= REQUIREMENT =
Could you please find each line in the records that contains the word "base" and copy it?

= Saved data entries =
****************

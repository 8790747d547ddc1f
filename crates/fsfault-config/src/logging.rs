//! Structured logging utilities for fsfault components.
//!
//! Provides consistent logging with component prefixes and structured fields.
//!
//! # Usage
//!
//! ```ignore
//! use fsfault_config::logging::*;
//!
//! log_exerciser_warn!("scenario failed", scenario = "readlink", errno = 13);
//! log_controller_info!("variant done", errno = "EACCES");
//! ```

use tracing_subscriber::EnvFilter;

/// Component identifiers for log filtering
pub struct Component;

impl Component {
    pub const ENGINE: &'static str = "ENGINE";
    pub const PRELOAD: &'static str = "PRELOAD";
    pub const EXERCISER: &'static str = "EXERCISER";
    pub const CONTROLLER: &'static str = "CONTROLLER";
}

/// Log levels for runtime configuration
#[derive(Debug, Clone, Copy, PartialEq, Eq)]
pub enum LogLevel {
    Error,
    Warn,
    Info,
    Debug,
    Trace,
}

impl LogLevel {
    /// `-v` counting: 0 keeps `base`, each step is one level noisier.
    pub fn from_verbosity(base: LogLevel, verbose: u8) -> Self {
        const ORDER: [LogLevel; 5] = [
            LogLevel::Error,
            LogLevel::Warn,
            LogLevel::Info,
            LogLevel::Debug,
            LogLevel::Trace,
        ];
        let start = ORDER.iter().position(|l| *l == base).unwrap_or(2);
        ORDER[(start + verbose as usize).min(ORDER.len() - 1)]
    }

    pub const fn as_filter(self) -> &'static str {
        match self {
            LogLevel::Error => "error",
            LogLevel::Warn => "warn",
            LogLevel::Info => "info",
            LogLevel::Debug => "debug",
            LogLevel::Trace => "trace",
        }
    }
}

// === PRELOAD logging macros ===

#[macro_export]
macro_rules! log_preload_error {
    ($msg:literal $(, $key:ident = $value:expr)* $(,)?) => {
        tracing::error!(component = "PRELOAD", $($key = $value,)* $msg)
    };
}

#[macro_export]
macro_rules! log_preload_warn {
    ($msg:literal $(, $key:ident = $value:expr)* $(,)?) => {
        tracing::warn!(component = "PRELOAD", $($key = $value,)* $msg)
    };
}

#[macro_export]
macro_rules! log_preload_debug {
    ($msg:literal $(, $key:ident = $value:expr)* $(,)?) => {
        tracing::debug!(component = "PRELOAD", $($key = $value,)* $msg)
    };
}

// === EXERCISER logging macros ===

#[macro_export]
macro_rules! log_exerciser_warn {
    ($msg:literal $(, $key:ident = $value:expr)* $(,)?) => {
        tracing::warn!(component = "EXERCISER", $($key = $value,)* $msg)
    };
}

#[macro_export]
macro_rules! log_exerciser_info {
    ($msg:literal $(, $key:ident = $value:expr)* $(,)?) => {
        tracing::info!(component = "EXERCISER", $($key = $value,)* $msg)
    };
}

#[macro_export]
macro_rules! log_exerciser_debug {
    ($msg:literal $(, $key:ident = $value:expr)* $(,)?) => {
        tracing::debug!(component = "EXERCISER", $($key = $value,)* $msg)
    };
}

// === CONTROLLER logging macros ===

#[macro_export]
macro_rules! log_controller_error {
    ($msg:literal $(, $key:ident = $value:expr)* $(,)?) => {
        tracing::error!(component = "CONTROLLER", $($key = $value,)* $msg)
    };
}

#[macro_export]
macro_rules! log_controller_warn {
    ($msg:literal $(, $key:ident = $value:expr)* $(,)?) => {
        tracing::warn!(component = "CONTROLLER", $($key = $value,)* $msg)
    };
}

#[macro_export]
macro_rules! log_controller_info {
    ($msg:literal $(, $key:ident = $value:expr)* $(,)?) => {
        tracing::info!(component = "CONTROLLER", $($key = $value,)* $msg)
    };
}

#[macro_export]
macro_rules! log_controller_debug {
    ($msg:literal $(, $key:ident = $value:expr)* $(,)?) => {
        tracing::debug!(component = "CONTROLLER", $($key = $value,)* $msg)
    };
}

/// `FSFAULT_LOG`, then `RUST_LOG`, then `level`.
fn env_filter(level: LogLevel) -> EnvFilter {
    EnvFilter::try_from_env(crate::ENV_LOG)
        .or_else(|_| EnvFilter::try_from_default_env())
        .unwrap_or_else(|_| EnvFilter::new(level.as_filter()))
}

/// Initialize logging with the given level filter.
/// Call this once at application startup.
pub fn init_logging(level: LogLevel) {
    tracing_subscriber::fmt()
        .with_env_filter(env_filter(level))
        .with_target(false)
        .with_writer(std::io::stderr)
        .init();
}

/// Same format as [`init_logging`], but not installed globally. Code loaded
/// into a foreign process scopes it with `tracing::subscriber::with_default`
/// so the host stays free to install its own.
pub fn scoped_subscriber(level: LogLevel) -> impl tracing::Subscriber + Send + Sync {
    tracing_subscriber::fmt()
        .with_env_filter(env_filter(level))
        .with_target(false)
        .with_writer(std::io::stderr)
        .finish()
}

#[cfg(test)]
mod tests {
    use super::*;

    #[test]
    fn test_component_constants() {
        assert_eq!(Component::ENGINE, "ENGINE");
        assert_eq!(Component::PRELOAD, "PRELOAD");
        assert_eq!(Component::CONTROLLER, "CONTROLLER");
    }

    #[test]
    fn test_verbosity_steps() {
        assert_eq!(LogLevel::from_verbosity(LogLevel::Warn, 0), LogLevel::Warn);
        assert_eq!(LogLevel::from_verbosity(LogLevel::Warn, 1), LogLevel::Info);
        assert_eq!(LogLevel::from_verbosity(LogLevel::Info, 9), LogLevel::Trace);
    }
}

****************

= SOLUTION TO THE EXERCISE =
    /// `-v` counting: 0 keeps `base`, each step is one level noisier.
    pub fn from_verbosity(base: LogLevel, verbose: u8) -> Self {
        let start = ORDER.iter().position(|l| *l == base).unwrap_or(2);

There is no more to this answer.